Problem to work on: Show every line of the data that includes the word "InverseAssociationMismatch".

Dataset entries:

((

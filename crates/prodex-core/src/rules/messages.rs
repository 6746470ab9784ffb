//! Validation findings
//!
//! Findings are values, never errors: a validation pass collects every
//! finding it encounters into a `MessageList` and returns it.

use serde::{Deserialize, Serialize};
use std::fmt;

#[derive(Debug, Clone, Copy, PartialEq, Eq, PartialOrd, Ord, Hash, Serialize, Deserialize)]
#[serde(rename_all = "snake_case")]
pub enum Severity {
    Warning,
    Error,
}

/// Stable finding codes
#[derive(Debug, Clone, Copy, PartialEq, Eq, Hash, Serialize, Deserialize)]
#[serde(rename_all = "SCREAMING_SNAKE_CASE")]
pub enum MessageCode {
    // Types
    SupertypeNotFound,
    SupertypeHierarchyCycle,
    SupertypeKindMismatch,
    MustImplementDerivedUnion,
    ConfiguredTypeNotFound,
    ConfiguredTypeMismatch,
    DuplicatePropertyName,

    // Attributes
    AttributeNameMissing,
    OverwrittenAttributeNotFound,
    OverwrittenAttributeDifferentModifier,
    OverwrittenAttributeDifferentChangingOverTime,
    OverwrittenAttributeDifferentDatatype,
    DefaultValueNotInValueSet,

    // Associations
    TargetDoesNotExist,
    TargetRoleSingularMustBeSet,
    TargetRolePluralMustBeSet,
    TargetRolePluralEqualsTargetRoleSingular,
    MaxIsLessThanMin,
    #[serde(rename = "MAX_CARDINALITY_MUST_BE_AT_LEAST_1")]
    MaxCardinalityMustBeAtLeast1,
    DerivedUnionNotFound,
    NotMarkedAsDerivedUnion,
    DerivedUnionSubsetNotSameAsDerivedUnion,
    TargetOfDerivedUnionDoesNotExist,
    TargetTypeNotASubtype,
    SubsetOfDerivedUnionSameMaxCardinality,
    InverseAssociationDoesNotExist,
    InverseAssociationMismatch,
    ConstrainedSingularNotFound,
    ConstrainedPluralNotFound,
    ConstrainDerivedUnion,
    ConstrainSubsetDerivedUnion,
    ConstrainedDerivedUnion,
    ConstrainedSubsetDerivedUnion,
    ConstrainedTargetSupertypNotCovariant,
    MinCardinalityNotEqualToSuperAssociation,
    MaxCardinalityNotEqualToSuperAssociation,
    AssociationTypeNotEqualToSuperAssociation,
    ConstrainInvalidMatchingAssociation,

    // Product components
    PolicyTypeNotFound,
    ProductTypeNotFound,
    AttributeNotFound,
    ValueNotInValueSet,
    AssociationNotFound,
    LinkTargetNotFound,
    LinkTargetTypeMismatch,
    NotEnoughLinks,
    TooManyLinks,
    FormulaInvalid,
    FormulaDatatypeMismatch,
    FormulaIdentifierUnresolved,
    DuplicateGenerationDate,
}

impl MessageCode {
    pub fn code(&self) -> &'static str {
        match self {
            MessageCode::SupertypeNotFound => "SUPERTYPE_NOT_FOUND",
            MessageCode::SupertypeHierarchyCycle => "SUPERTYPE_HIERARCHY_CYCLE",
            MessageCode::SupertypeKindMismatch => "SUPERTYPE_KIND_MISMATCH",
            MessageCode::MustImplementDerivedUnion => "MUST_IMPLEMENT_DERIVED_UNION",
            MessageCode::ConfiguredTypeNotFound => "CONFIGURED_TYPE_NOT_FOUND",
            MessageCode::ConfiguredTypeMismatch => "CONFIGURED_TYPE_MISMATCH",
            MessageCode::DuplicatePropertyName => "DUPLICATE_PROPERTY_NAME",
            MessageCode::AttributeNameMissing => "ATTRIBUTE_NAME_MISSING",
            MessageCode::OverwrittenAttributeNotFound => "OVERWRITTEN_ATTRIBUTE_NOT_FOUND",
            MessageCode::OverwrittenAttributeDifferentModifier => {
                "OVERWRITTEN_ATTRIBUTE_DIFFERENT_MODIFIER"
            }
            MessageCode::OverwrittenAttributeDifferentChangingOverTime => {
                "OVERWRITTEN_ATTRIBUTE_DIFFERENT_CHANGING_OVER_TIME"
            }
            MessageCode::OverwrittenAttributeDifferentDatatype => {
                "OVERWRITTEN_ATTRIBUTE_DIFFERENT_DATATYPE"
            }
            MessageCode::DefaultValueNotInValueSet => "DEFAULT_VALUE_NOT_IN_VALUE_SET",
            MessageCode::TargetDoesNotExist => "TARGET_DOES_NOT_EXIST",
            MessageCode::TargetRoleSingularMustBeSet => "TARGET_ROLE_SINGULAR_MUST_BE_SET",
            MessageCode::TargetRolePluralMustBeSet => "TARGET_ROLE_PLURAL_MUST_BE_SET",
            MessageCode::TargetRolePluralEqualsTargetRoleSingular => {
                "TARGET_ROLE_PLURAL_EQUALS_TARGET_ROLE_SINGULAR"
            }
            MessageCode::MaxIsLessThanMin => "MAX_IS_LESS_THAN_MIN",
            MessageCode::MaxCardinalityMustBeAtLeast1 => "MAX_CARDINALITY_MUST_BE_AT_LEAST_1",
            MessageCode::DerivedUnionNotFound => "DERIVED_UNION_NOT_FOUND",
            MessageCode::NotMarkedAsDerivedUnion => "NOT_MARKED_AS_DERIVED_UNION",
            MessageCode::DerivedUnionSubsetNotSameAsDerivedUnion => {
                "DERIVED_UNION_SUBSET_NOT_SAME_AS_DERIVED_UNION"
            }
            MessageCode::TargetOfDerivedUnionDoesNotExist => {
                "TARGET_OF_DERIVED_UNION_DOES_NOT_EXIST"
            }
            MessageCode::TargetTypeNotASubtype => "TARGET_TYPE_NOT_A_SUBTYPE",
            MessageCode::SubsetOfDerivedUnionSameMaxCardinality => {
                "SUBSET_OF_DERIVED_UNION_SAME_MAX_CARDINALITY"
            }
            MessageCode::InverseAssociationDoesNotExist => "INVERSE_ASSOCIATION_DOES_NOT_EXIST",
            MessageCode::InverseAssociationMismatch => "INVERSE_ASSOCIATION_MISMATCH",
            MessageCode::ConstrainedSingularNotFound => "CONSTRAINED_SINGULAR_NOT_FOUND",
            MessageCode::ConstrainedPluralNotFound => "CONSTRAINED_PLURAL_NOT_FOUND",
            MessageCode::ConstrainDerivedUnion => "CONSTRAIN_DERIVED_UNION",
            MessageCode::ConstrainSubsetDerivedUnion => "CONSTRAIN_SUBSET_DERIVED_UNION",
            MessageCode::ConstrainedDerivedUnion => "CONSTRAINED_DERIVED_UNION",
            MessageCode::ConstrainedSubsetDerivedUnion => "CONSTRAINED_SUBSET_DERIVED_UNION",
            MessageCode::ConstrainedTargetSupertypNotCovariant => {
                "CONSTRAINED_TARGET_SUPERTYP_NOT_COVARIANT"
            }
            MessageCode::MinCardinalityNotEqualToSuperAssociation => {
                "MIN_CARDINALITY_NOT_EQUAL_TO_SUPER_ASSOCIATION"
            }
            MessageCode::MaxCardinalityNotEqualToSuperAssociation => {
                "MAX_CARDINALITY_NOT_EQUAL_TO_SUPER_ASSOCIATION"
            }
            MessageCode::AssociationTypeNotEqualToSuperAssociation => {
                "ASSOCIATION_TYPE_NOT_EQUAL_TO_SUPER_ASSOCIATION"
            }
            MessageCode::ConstrainInvalidMatchingAssociation => {
                "CONSTRAIN_INVALID_MATCHING_ASSOCIATION"
            }
            MessageCode::PolicyTypeNotFound => "POLICY_TYPE_NOT_FOUND",
            MessageCode::ProductTypeNotFound => "PRODUCT_TYPE_NOT_FOUND",
            MessageCode::AttributeNotFound => "ATTRIBUTE_NOT_FOUND",
            MessageCode::ValueNotInValueSet => "VALUE_NOT_IN_VALUE_SET",
            MessageCode::AssociationNotFound => "ASSOCIATION_NOT_FOUND",
            MessageCode::LinkTargetNotFound => "LINK_TARGET_NOT_FOUND",
            MessageCode::LinkTargetTypeMismatch => "LINK_TARGET_TYPE_MISMATCH",
            MessageCode::NotEnoughLinks => "NOT_ENOUGH_LINKS",
            MessageCode::TooManyLinks => "TOO_MANY_LINKS",
            MessageCode::FormulaInvalid => "FORMULA_INVALID",
            MessageCode::FormulaDatatypeMismatch => "FORMULA_DATATYPE_MISMATCH",
            MessageCode::FormulaIdentifierUnresolved => "FORMULA_IDENTIFIER_UNRESOLVED",
            MessageCode::DuplicateGenerationDate => "DUPLICATE_GENERATION_DATE",
        }
    }
}

impl fmt::Display for MessageCode {
    fn fmt(&self, f: &mut fmt::Formatter<'_>) -> fmt::Result {
        f.write_str(self.code())
    }
}

/// The (object, property) pair a finding is attached to
///
/// `object` is a path such as `motor.Policy#coverage` for an association or
/// `motor.Standard@2024-01-01` for a generation.
#[derive(Debug, Clone, PartialEq, Eq, PartialOrd, Ord, Hash, Serialize, Deserialize)]
pub struct ObjectProperty {
    pub object: String,
    pub property: String,
}

impl ObjectProperty {
    pub fn new(object: impl Into<String>, property: impl Into<String>) -> Self {
        Self {
            object: object.into(),
            property: property.into(),
        }
    }
}

impl fmt::Display for ObjectProperty {
    fn fmt(&self, f: &mut fmt::Formatter<'_>) -> fmt::Result {
        if self.property.is_empty() {
            write!(f, "{}", self.object)
        } else {
            write!(f, "{}.{}", self.object, self.property)
        }
    }
}

#[derive(Debug, Clone, PartialEq, Eq, Serialize, Deserialize)]
pub struct Message {
    pub code: MessageCode,
    pub severity: Severity,
    pub text: String,
    pub invalid_properties: Vec<ObjectProperty>,
}

impl Message {
    pub fn error(code: MessageCode, text: impl Into<String>) -> Self {
        Self {
            code,
            severity: Severity::Error,
            text: text.into(),
            invalid_properties: Vec::new(),
        }
    }

    pub fn warning(code: MessageCode, text: impl Into<String>) -> Self {
        Self {
            code,
            severity: Severity::Warning,
            text: text.into(),
            invalid_properties: Vec::new(),
        }
    }

    /// Attach an invalid (object, property) pair
    pub fn on(mut self, object: impl Into<String>, property: impl Into<String>) -> Self {
        self.invalid_properties
            .push(ObjectProperty::new(object, property));
        self
    }

    pub fn is_error(&self) -> bool {
        self.severity == Severity::Error
    }
}

impl fmt::Display for Message {
    fn fmt(&self, f: &mut fmt::Formatter<'_>) -> fmt::Result {
        let severity = match self.severity {
            Severity::Error => "error",
            Severity::Warning => "warning",
        };
        write!(f, "{} [{}] {}", severity, self.code, self.text)?;
        if !self.invalid_properties.is_empty() {
            let props: Vec<String> = self
                .invalid_properties
                .iter()
                .map(ToString::to_string)
                .collect();
            write!(f, " ({})", props.join(", "))?;
        }
        Ok(())
    }
}

/// Ordered collection of findings from one or more validation passes
#[derive(Debug, Clone, Default, PartialEq, Eq, Serialize, Deserialize)]
pub struct MessageList {
    messages: Vec<Message>,
}

impl MessageList {
    pub fn new() -> Self {
        Self::default()
    }

    pub fn add(&mut self, message: Message) {
        self.messages.push(message);
    }

    pub fn extend(&mut self, other: MessageList) {
        self.messages.extend(other.messages);
    }

    pub fn is_empty(&self) -> bool {
        self.messages.is_empty()
    }

    pub fn len(&self) -> usize {
        self.messages.len()
    }

    pub fn iter(&self) -> std::slice::Iter<'_, Message> {
        self.messages.iter()
    }

    pub fn contains_code(&self, code: MessageCode) -> bool {
        self.messages.iter().any(|m| m.code == code)
    }

    pub fn count_code(&self, code: MessageCode) -> usize {
        self.messages.iter().filter(|m| m.code == code).count()
    }

    pub fn with_code(&self, code: MessageCode) -> Vec<&Message> {
        self.messages.iter().filter(|m| m.code == code).collect()
    }

    pub fn has_errors(&self) -> bool {
        self.messages.iter().any(Message::is_error)
    }

    pub fn error_count(&self) -> usize {
        self.messages.iter().filter(|m| m.is_error()).count()
    }

    /// Findings attached to the given object
    pub fn for_object(&self, object: &str) -> Vec<&Message> {
        self.messages
            .iter()
            .filter(|m| m.invalid_properties.iter().any(|p| p.object == object))
            .collect()
    }
}

impl IntoIterator for MessageList {
    type Item = Message;
    type IntoIter = std::vec::IntoIter<Message>;

    fn into_iter(self) -> Self::IntoIter {
        self.messages.into_iter()
    }
}

impl<'a> IntoIterator for &'a MessageList {
    type Item = &'a Message;
    type IntoIter = std::slice::Iter<'a, Message>;

    fn into_iter(self) -> Self::IntoIter {
        self.messages.iter()
    }
}

impl FromIterator<Message> for MessageList {
    fn from_iter<I: IntoIterator<Item = Message>>(iter: I) -> Self {
        Self {
            messages: iter.into_iter().collect(),
        }
    }
}

/// Object path of a type
pub fn type_object(type_name: &str) -> String {
    type_name.to_string()
}

/// Object path of a part owned by a type
pub fn part_object(type_name: &str, part: &str) -> String {
    format!("{}#{}", type_name, part)
}

#[cfg(test)]
mod tests {
    use super::*;

    #[test]
    fn test_code_strings_match_serde_names() {
        for code in [
            MessageCode::ConstrainedTargetSupertypNotCovariant,
            MessageCode::MaxCardinalityMustBeAtLeast1,
            MessageCode::DuplicatePropertyName,
        ] {
            let json = serde_json::to_string(&code).unwrap();
            assert_eq!(json, format!("\"{}\"", code.code()));
        }
    }

    #[test]
    fn test_message_list_queries() {
        let mut list = MessageList::new();
        list.add(
            Message::warning(MessageCode::FormulaIdentifierUnresolved, "unused")
                .on("motor.Standard", "premium"),
        );
        assert!(!list.has_errors());

        list.add(Message::error(MessageCode::AttributeNotFound, "missing").on("motor.Standard", "x"));
        list.add(Message::error(MessageCode::AttributeNotFound, "missing").on("motor.Other", "y"));

        assert!(list.has_errors());
        assert_eq!(list.error_count(), 2);
        assert_eq!(list.count_code(MessageCode::AttributeNotFound), 2);
        assert_eq!(list.for_object("motor.Standard").len(), 2);
    }

    #[test]
    fn test_message_display() {
        let msg = Message::error(MessageCode::TargetDoesNotExist, "Target Foo does not exist")
            .on("motor.Policy#coverage", "target");
        assert_eq!(
            msg.to_string(),
            "error [TARGET_DOES_NOT_EXIST] Target Foo does not exist (motor.Policy#coverage.target)"
        );
    }
}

))

Answer to the exercise:
    InverseAssociationMismatch,
            MessageCode::InverseAssociationMismatch => "INVERSE_ASSOCIATION_MISMATCH",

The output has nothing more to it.